Collected data entries:
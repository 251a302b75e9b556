//! `SQLite` database connection management.
//!
//! Provides a connection wrapper with proper configuration for:
//! - WAL mode so readers proceed while a sync batch commits
//! - Serialized access to one connection (via `parking_lot::Mutex`)
//! - A busy timeout for a writer in another process

use parking_lot::Mutex;
use rusqlite::{Connection, OpenFlags};
use std::path::Path;
use std::sync::Arc;
use std::time::Duration;

use super::db_err;
use crate::error::StorageError;
use crate::Result;

/// How long a statement waits on a lock held by another connection.
const BUSY_TIMEOUT: Duration = Duration::from_secs(5);

/// Database connection wrapper.
///
/// Wraps a `SQLite` connection with proper configuration and locking.
/// Clone is cheap - it just clones the Arc. Open a second `Database` on the
/// same file to get an independent connection.
#[derive(Clone)]
pub struct Database {
    conn: Arc<Mutex<Connection>>,
    path: String,
}

impl Database {
    /// Open a database at the given path.
    ///
    /// Creates the database file and parent directories if they don't exist.
    /// Configures WAL mode and performance settings.
    ///
    /// # Errors
    ///
    /// Returns an error if the database cannot be opened or configured.
    pub fn open(path: impl AsRef<Path>) -> Result<Self> {
        let path = path.as_ref();

        if let Some(parent) = path.parent() {
            std::fs::create_dir_all(parent)?;
        }

        let path_str = path.to_string_lossy().to_string();

        let conn = Connection::open_with_flags(
            path,
            OpenFlags::SQLITE_OPEN_READ_WRITE
                | OpenFlags::SQLITE_OPEN_CREATE
                | OpenFlags::SQLITE_OPEN_NO_MUTEX,
        )
        .map_err(|e| StorageError::Database(format!("failed to open database: {e}")))?;

        let db = Self {
            conn: Arc::new(Mutex::new(conn)),
            path: path_str,
        };

        db.configure()?;

        Ok(db)
    }

    /// Open an in-memory database for testing.
    ///
    /// # Errors
    ///
    /// Returns an error if the database cannot be opened.
    pub fn open_in_memory() -> Result<Self> {
        let conn = Connection::open_in_memory().map_err(|e| {
            StorageError::Database(format!("failed to open in-memory database: {e}"))
        })?;

        let db = Self {
            conn: Arc::new(Mutex::new(conn)),
            path: ":memory:".to_string(),
        };

        db.configure()?;

        Ok(db)
    }

    /// Configure database settings for optimal performance.
    fn configure(&self) -> Result<()> {
        {
            let conn = self.conn.lock();

            conn.busy_timeout(BUSY_TIMEOUT)
                .map_err(|e| StorageError::Database(format!("failed to set busy timeout: {e}")))?;

            conn.execute_batch(
                "
                PRAGMA journal_mode = WAL;
                PRAGMA synchronous = NORMAL;
                PRAGMA cache_size = -64000;  -- 64MB cache
                PRAGMA temp_store = MEMORY;  -- pass state stays off disk
                PRAGMA mmap_size = 268435456;  -- 256MB mmap
                PRAGMA foreign_keys = ON;
                ",
            )
            .map_err(|e| StorageError::Database(format!("failed to configure database: {e}")))?;
        }

        tracing::debug!(path = %self.path, "Database configured with WAL mode");

        Ok(())
    }

    /// Execute a function with exclusive database access.
    ///
    /// # Errors
    ///
    /// Returns an error if the function fails.
    pub fn with_conn<F, T>(&self, f: F) -> Result<T>
    where
        F: FnOnce(&Connection) -> Result<T>,
    {
        let conn = self.conn.lock();
        f(&conn)
    }

    /// Execute a function that may modify the database.
    ///
    /// Wraps the operation in an immediate transaction. Readers on other
    /// connections see either none or all of its writes.
    ///
    /// # Errors
    ///
    /// Returns an error if the transaction fails or if the function fails.
    /// A failed commit is rolled back so the connection stays usable.
    pub fn with_transaction<F, T>(&self, f: F) -> Result<T>
    where
        F: FnOnce(&Connection) -> Result<T>,
    {
        let conn = self.conn.lock();

        conn.execute_batch("BEGIN IMMEDIATE").map_err(db_err)?;

        match f(&conn) {
            Ok(result) => {
                if let Err(e) = conn.execute_batch("COMMIT") {
                    let _ = conn.execute_batch("ROLLBACK");
                    return Err(db_err(e).into());
                }
                Ok(result)
            }
            Err(e) => {
                let _ = conn.execute_batch("ROLLBACK");
                Err(e)
            }
        }
    }

    /// Get the database path.
    #[must_use]
    pub fn path(&self) -> &str {
        &self.path
    }

    /// Check if the database is healthy.
    ///
    /// # Errors
    ///
    /// Returns an error if the health check fails.
    pub fn health_check(&self) -> Result<()> {
        self.with_conn(|conn| {
            conn.query_row("SELECT 1", [], |_| Ok(()))
                .map_err(|e| StorageError::Database(format!("health check failed: {e}")).into())
        })
    }
}

impl std::fmt::Debug for Database {
    fn fmt(&self, f: &mut std::fmt::Formatter<'_>) -> std::fmt::Result {
        f.debug_struct("Database")
            .field("path", &self.path)
            .finish_non_exhaustive()
    }
}
impl SyncScheduler {
    /// Start the worker thread.
    ///
    /// `db` should be a handle of its own; passes keep per-pass state on
    /// its connection.
    ///
    /// # Errors
    ///
    /// Returns an error if a root is not valid UTF-8 or the thread cannot be
    /// spawned.
    pub fn start(db: Database, config: SchedulerConfig) -> Result<Self> {
        let roots = config
            .roots
            .iter()
            .map(|root| root_key(root))
            .collect::<Result<Vec<_>>>()?;

        let (request_tx, request_rx) = bounded(roots.len() + 16);
        let (events, _) = broadcast::channel(EVENT_CAPACITY);
        let shared = Arc::new(Shared {
            slots: Mutex::new(Slots::default()),
            current: Mutex::new(None),
            events,
            request_tx,
            closed: CancellationToken::new(),
        });

        let worker = Worker {
            reconciler: Reconciler::new(db.clone(), config.sync),
            db,
            shared: Arc::clone(&shared),
            roots: roots.clone(),
            interval: config.interval,
            prune_unconfigured: config.prune_unconfigured,
        };

        let handle = std::thread::Builder::new()
            .name("filefinder-sync".to_string())
            .spawn(move || worker.run(&request_rx))
            .map_err(|e| SyncError::Worker(format!("failed to spawn worker: {e}")))?;

        tracing::info!(roots = roots.len(), interval = ?config.interval, "Sync scheduler started");

        Ok(Self {
            shared,
            roots,
            worker: Some(handle),
        })
    }

    /// Request a pass for one configured root.
    ///
    /// # Errors
    ///
    /// Returns `SyncError::UnknownRoot` if `root` is not configured, or
    /// `SyncError::SchedulerClosed` if the worker has stopped.
    pub fn request_sync(&self, root: impl AsRef<Path>) -> Result<RequestOutcome> {
        let key = root_key(&normalize_root(root.as_ref())?)?;
        if !self.roots.contains(&key) {
            return Err(SyncError::UnknownRoot { path: key }.into());
        }
        self.shared.enqueue(&key)
    }

    /// Request a pass for every configured root.
    ///
    /// # Errors
    ///
    /// Returns `SyncError::SchedulerClosed` if the worker has stopped.
    pub fn request_sync_all(&self) -> Result<Vec<RequestOutcome>> {
        self.roots
            .iter()
            .map(|root| self.shared.enqueue(root))
            .collect()
    }

    /// Subscribe to pass events.
    #[must_use]
    pub fn subscribe(&self) -> broadcast::Receiver<SyncEvent> {
        self.shared.events.subscribe()
    }

    /// Cancel the running pass, if any. Queued passes still run.
    pub fn cancel_current(&self) {
        if let Some(token) = self.shared.current.lock().as_ref() {
            token.cancel();
        }
    }

    /// Whether nothing is queued or running.
    #[must_use]
    pub fn is_idle(&self) -> bool {
        let slots = self.shared.slots.lock();
        slots.queued.is_empty() && slots.running.is_none()
    }

    /// Configured roots.
    #[must_use]
    pub fn roots(&self) -> &[String] {
        &self.roots
    }

    /// Cancel the running pass, stop the worker and wait for it.
    pub fn shutdown(mut self) {
        self.stop();
        if let Some(handle) = self.worker.take() {
            if handle.join().is_err() {
                tracing::error!("Sync worker panicked");
            }
        }
        tracing::info!("Sync scheduler stopped");
    }

    fn stop(&self) {
        self.shared.closed.cancel();
        let _ = self.shared.request_tx.try_send(Command::Shutdown);
    }
}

- **WHAT YOU WILL DO**: Identify the lines in the entries above that contain "wrapper", then copy them out.

- **YOUR SOLUTION**:
//! Provides a connection wrapper with proper configuration for:
/// Database connection wrapper.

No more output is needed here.